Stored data
::::
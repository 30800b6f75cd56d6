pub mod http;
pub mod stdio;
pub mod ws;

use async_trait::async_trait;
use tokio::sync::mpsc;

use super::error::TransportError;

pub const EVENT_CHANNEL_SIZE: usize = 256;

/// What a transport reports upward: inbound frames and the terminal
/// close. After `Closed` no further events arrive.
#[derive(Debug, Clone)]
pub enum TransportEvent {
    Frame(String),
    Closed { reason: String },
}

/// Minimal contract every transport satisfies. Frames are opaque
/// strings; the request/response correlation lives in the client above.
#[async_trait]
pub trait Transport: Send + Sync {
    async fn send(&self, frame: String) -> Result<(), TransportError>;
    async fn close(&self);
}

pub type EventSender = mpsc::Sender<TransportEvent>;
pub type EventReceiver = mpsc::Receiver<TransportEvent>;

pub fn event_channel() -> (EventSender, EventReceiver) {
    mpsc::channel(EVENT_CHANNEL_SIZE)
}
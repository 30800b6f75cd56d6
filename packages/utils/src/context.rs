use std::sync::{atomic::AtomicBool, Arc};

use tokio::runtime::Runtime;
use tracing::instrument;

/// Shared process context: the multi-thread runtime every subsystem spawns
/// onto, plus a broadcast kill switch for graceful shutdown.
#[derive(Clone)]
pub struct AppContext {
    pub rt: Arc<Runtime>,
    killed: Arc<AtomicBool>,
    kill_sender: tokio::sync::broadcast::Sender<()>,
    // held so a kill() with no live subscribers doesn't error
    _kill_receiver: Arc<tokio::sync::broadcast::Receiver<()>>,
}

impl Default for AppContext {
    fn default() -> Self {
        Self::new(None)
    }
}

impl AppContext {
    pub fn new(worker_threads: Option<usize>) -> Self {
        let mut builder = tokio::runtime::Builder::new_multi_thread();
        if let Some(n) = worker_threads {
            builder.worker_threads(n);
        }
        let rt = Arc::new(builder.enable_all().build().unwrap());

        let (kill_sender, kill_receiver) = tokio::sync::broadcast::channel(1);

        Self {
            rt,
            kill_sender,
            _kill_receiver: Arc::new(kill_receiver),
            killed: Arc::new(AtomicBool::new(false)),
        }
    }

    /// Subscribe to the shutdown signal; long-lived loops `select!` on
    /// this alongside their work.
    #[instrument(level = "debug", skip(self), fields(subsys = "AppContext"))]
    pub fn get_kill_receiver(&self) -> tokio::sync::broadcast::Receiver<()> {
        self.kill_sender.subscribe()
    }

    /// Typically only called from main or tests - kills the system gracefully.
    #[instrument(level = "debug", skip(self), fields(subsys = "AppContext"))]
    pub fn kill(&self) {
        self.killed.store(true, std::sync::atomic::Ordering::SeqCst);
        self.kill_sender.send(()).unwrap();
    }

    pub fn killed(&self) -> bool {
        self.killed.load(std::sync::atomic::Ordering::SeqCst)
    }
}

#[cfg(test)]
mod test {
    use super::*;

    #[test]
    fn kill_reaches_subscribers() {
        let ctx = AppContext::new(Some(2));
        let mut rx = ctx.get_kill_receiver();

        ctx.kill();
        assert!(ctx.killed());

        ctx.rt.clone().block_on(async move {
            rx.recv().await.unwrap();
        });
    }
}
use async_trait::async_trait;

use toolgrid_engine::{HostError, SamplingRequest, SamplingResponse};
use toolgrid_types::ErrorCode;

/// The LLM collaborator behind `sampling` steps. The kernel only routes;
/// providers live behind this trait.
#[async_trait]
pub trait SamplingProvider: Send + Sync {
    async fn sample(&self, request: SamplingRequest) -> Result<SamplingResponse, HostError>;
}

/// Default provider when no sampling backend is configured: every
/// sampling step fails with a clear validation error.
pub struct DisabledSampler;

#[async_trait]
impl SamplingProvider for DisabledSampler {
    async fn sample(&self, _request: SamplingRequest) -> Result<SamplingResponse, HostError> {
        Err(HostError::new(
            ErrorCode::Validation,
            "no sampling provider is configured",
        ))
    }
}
::::
Find each line in the data above with the word "Some", then copy it.

**Final answer**:
        if let Some(n) = worker_threads {
        let ctx = AppContext::new(Some(2));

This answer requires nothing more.